La seconda "Battaglia dei sessi" fu una partita avvincente, sudata, che – come si diceva in apertura – ha avuto il merito di stimolare un confronto pubblico sul ruolo delle donne all'interno della società, nella salvaguardia della peculiarità dei due sessi. E tutto questo di certo anche grazie alla determinazione e al coraggio della giovane Billie Jean King, nonché delle altre atlete della WTA. 

Questo quindi il resoconto della vicenda sportiva, così come si è svolta. Un pezzo importante di storia che, nei suoi aspetti positivi e in quelli negativi, non nega un dato di fatto: uomini e donne sono diversi, sia nel fisico, sia nel cervello. E il fatto che la partita sia poi stata portata a casa da Billie Jean King non nega l'evidenza della differenza di età e di condizione fisica tra i due atleti, così come il fatto che una precisa preparazione mentale e l'elaborazione di una tattica capace di esaltare i propri punti forti e – di contro – di andare a colpire l'avversario sui suoi punti deboli, sia importantissima. La sola forza fisica non basta nello sport. 

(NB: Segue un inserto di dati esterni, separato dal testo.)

//! Session cookie settings read from the process environment.
//!
//! Debug builds fall back to permissive defaults and log a warning for each
//! missing or malformed toggle. Release builds insist on every toggle being
//! present and valid, and on a signing key of at least
//! [`SESSION_KEY_MIN_LEN`] bytes.

use std::path::PathBuf;

use actix_web::cookie::{Key, SameSite};
use mockable::Env;
use tracing::warn;
use zeroize::Zeroizing;

pub(crate) const KEY_FILE_ENV: &str = "SESSION_KEY_FILE";
pub(crate) const COOKIE_SECURE_ENV: &str = "SESSION_COOKIE_SECURE";
pub(crate) const SAMESITE_ENV: &str = "SESSION_SAMESITE";
pub(crate) const ALLOW_EPHEMERAL_ENV: &str = "SESSION_ALLOW_EPHEMERAL";

/// Key file consulted when `SESSION_KEY_FILE` is unset.
pub const SESSION_KEY_DEFAULT_PATH: &str = "/var/run/secrets/yelp_session_key";
/// Minimum key length accepted by release builds.
pub const SESSION_KEY_MIN_LEN: usize = 64;

// `Key::derive_from` panics below this length.
const DERIVE_MIN_LEN: usize = 32;
const BOOL_EXPECTED: &str = "1|0|true|false|yes|no|y|n";
const SAMESITE_EXPECTED: &str = "Strict|Lax|None";

/// Build flavour that decides how strictly the toggles are enforced.
#[derive(Clone, Copy, Debug, Eq, PartialEq)]
pub enum BuildMode {
    /// Tolerate missing toggles.
    Debug,
    /// Require explicit toggles.
    Release,
}

impl BuildMode {
    /// Mode matching the current compilation profile.
    ///
    /// ```rust
    /// use yelp::inbound::http::session_config::BuildMode;
    ///
    /// let expected = if cfg!(debug_assertions) {
    ///     BuildMode::Debug
    /// } else {
    ///     BuildMode::Release
    /// };
    /// assert_eq!(BuildMode::from_debug_assertions(), expected);
    /// ```
    #[must_use]
    pub fn from_debug_assertions() -> Self {
        if cfg!(debug_assertions) {
            Self::Debug
        } else {
            Self::Release
        }
    }

    fn is_debug(self) -> bool {
        matches!(self, Self::Debug)
    }
}

/// Validated settings for the cookie session middleware.
pub struct SessionSettings {
    /// Key used to encrypt and sign the session cookie.
    pub key: Key,
    /// Whether the cookie carries the `Secure` attribute.
    pub cookie_secure: bool,
    /// `SameSite` policy for the cookie.
    pub same_site: SameSite,
}

/// Reasons the session settings could not be assembled.
#[derive(thiserror::Error, Debug)]
pub enum SessionConfigError {
    #[error("missing required environment variable: {name}")]
    MissingEnv { name: &'static str },
    #[error("invalid value for {name}='{value}'; expected {expected}")]
    InvalidEnv {
        name: &'static str,
        value: String,
        expected: &'static str,
    },
    #[error("failed to read session key at {path}: {source}")]
    KeyRead {
        path: PathBuf,
        #[source]
        source: std::io::Error,
    },
    #[error("session key at {path} too short: need >= {min_len} bytes, got {length}")]
    KeyTooShort {
        path: PathBuf,
        length: usize,
        min_len: usize,
    },
    #[error("SESSION_SAMESITE=None requires SESSION_COOKIE_SECURE=1")]
    InsecureSameSiteNone,
    #[error("SESSION_ALLOW_EPHEMERAL must be 0 in release builds")]
    EphemeralNotAllowed,
}

/// Assemble [`SessionSettings`] from `env`.
///
/// # Examples
///
/// ```rust
/// use mockable::MockEnv;
/// use yelp::inbound::http::session_config::{BuildMode, session_settings_from_env};
///
/// let mut env = MockEnv::new();
/// env.expect_string().returning(|name| match name {
///     "SESSION_COOKIE_SECURE" => Some("0".to_owned()),
///     "SESSION_KEY_FILE" => Some("/nonexistent/key".to_owned()),
///     _ => None,
/// });
///
/// let settings = session_settings_from_env(&env, BuildMode::Debug).expect("debug defaults");
/// assert!(!settings.cookie_secure);
/// ```
///
/// # Errors
///
/// Returns [`SessionConfigError`] when a release build is missing a toggle,
/// a toggle is malformed in a release build, or the key cannot be used.
pub fn session_settings_from_env<E: Env>(
    env: &E,
    mode: BuildMode,
) -> Result<SessionSettings, SessionConfigError> {
    let cookie_secure = read_flag(env, mode, COOKIE_SECURE_ENV, true)?;
    let same_site = read_same_site(env, mode, cookie_secure)?;
    let allow_ephemeral = read_flag(env, mode, ALLOW_EPHEMERAL_ENV, false)?;
    if allow_ephemeral && !mode.is_debug() {
        return Err(SessionConfigError::EphemeralNotAllowed);
    }
    let key = read_key(env, mode, allow_ephemeral)?;

    Ok(SessionSettings {
        key,
        cookie_secure,
        same_site,
    })
}

/// Read a boolean toggle, falling back to `debug_default` in debug builds.
fn read_flag<E: Env>(
    env: &E,
    mode: BuildMode,
    name: &'static str,
    debug_default: bool,
) -> Result<bool, SessionConfigError> {
    let Some(value) = env.string(name) else {
        if mode.is_debug() {
            warn!(variable = name, default = debug_default, "session toggle not set");
            return Ok(debug_default);
        }
        return Err(SessionConfigError::MissingEnv { name });
    };

    match parse_bool(&value) {
        Some(flag) => Ok(flag),
        None if mode.is_debug() => {
            warn!(variable = name, %value, default = debug_default, "invalid session toggle");
            Ok(debug_default)
        }
        None => Err(SessionConfigError::InvalidEnv {
            name,
            value,
            expected: BOOL_EXPECTED,
        }),
    }
}

fn read_same_site<E: Env>(
    env: &E,
    mode: BuildMode,
    cookie_secure: bool,
) -> Result<SameSite, SessionConfigError> {
    let fallback = if mode.is_debug() {
        SameSite::Lax
    } else {
        SameSite::Strict
    };

    let Some(value) = env.string(SAMESITE_ENV) else {
        if mode.is_debug() {
            warn!(variable = SAMESITE_ENV, "session toggle not set");
            return Ok(fallback);
        }
        return Err(SessionConfigError::MissingEnv { name: SAMESITE_ENV });
    };

    match value.to_ascii_lowercase().as_str() {
        "lax" => Ok(SameSite::Lax),
        "strict" => Ok(SameSite::Strict),
        "none" if cookie_secure => Ok(SameSite::None),
        "none" if mode.is_debug() => {
            warn!("SESSION_SAMESITE=None without a secure cookie; browsers may drop it");
            Ok(SameSite::None)
        }
        "none" => Err(SessionConfigError::InsecureSameSiteNone),
        _ if mode.is_debug() => {
            warn!(variable = SAMESITE_ENV, %value, "invalid session toggle");
            Ok(fallback)
        }
        _ => Err(SessionConfigError::InvalidEnv {
            name: SAMESITE_ENV,
            value,
            expected: SAMESITE_EXPECTED,
        }),
    }
}

fn read_key<E: Env>(
    env: &E,
    mode: BuildMode,
    allow_ephemeral: bool,
) -> Result<Key, SessionConfigError> {
    let path = PathBuf::from(
        env.string(KEY_FILE_ENV)
            .unwrap_or_else(|| SESSION_KEY_DEFAULT_PATH.to_owned()),
    );

    match std::fs::read(&path) {
        Ok(bytes) => {
            let bytes = Zeroizing::new(bytes);
            let min_len = if mode.is_debug() {
                DERIVE_MIN_LEN
            } else {
                SESSION_KEY_MIN_LEN
            };
            if bytes.len() >= min_len {
                return Ok(Key::derive_from(&bytes));
            }
            if mode.is_debug() {
                warn!(
                    path = %path.display(),
                    length = bytes.len(),
                    "session key too short to derive from; using an ephemeral key"
                );
                return Ok(Key::generate());
            }
            Err(SessionConfigError::KeyTooShort {
                path,
                length: bytes.len(),
                min_len,
            })
        }
        Err(error) if mode.is_debug() || allow_ephemeral => {
            warn!(
                path = %path.display(),
                %error,
                "using an ephemeral session key; sessions end on restart"
            );
            Ok(Key::generate())
        }
        Err(source) => Err(SessionConfigError::KeyRead { path, source }),
    }
}

fn parse_bool(value: &str) -> Option<bool> {
    match value.trim().to_ascii_lowercase().as_str() {
        "1" | "true" | "yes" | "y" => Some(true),
        "0" | "false" | "no" | "n" => Some(false),
        _ => None,
    }
}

Ma veniamo ora alle criticità del film diretto da Jonathan Dayton e Valerie Faris, che presenta un importante carattere di propaganda ideologica pro-LGBT e anti-famiglia. Infatti, pur prendendo spunto dalla realtà, più che al tennis La Battaglia dei sessi dà moltissimo spazio alla vicenda d'amore omosessuale tra Billie Jean King e Marilyn Barnett, concretizzatasi proprio nella primavera del 1973 e nonostante la King fosse sposata dal 1965. Una storia di tradimento che nel film viene rappresentata senza filtri – dando così l'ennesimo schiaffo al più basilare senso del pudore – e che, anzi, viene posta in maniera tale da portare lo spettatore a legittimare le due donne "innamorate". 

Una propaganda ideologica che alla fine della pellicola si fa palese, almeno in due frangenti. Il primo subito dopo la vittoria di King su Riggs, quando il responsabile "stilistico" – chiaramente con tendenze omosessuali – vedendo la giovane tennista in crisi rispetto alla presenza del marito e a quella della sua amante, le sussurra in un orecchio che ora è il momento di godersi la vittoria sportiva, mentre la battaglia per ottenere la possibilità di "amare chi si vuole" è di là da venire. E la storia ci conferma che fu effettivamente così: solo negli anni Ottanta la King uscì allo scoperto e divenne la prima atleta statunitense a riconoscere apertamente di aver intrattenuto una relazione omosessuale. 

Il secondo spot pro-LGBT lo si ha invece nei titoli di coda, dove si legge che qualche anno dopo Billie Jean King divorziò dal marito per fare coppia con una donna. Donna con la quale fece poi – ovvio, no? – da madrina per i due figli dell'ex marito. 

Concludendo, quindi, la Battaglia dei sessi è un film che lascia poco spazio allo sport e molto all'ideologia.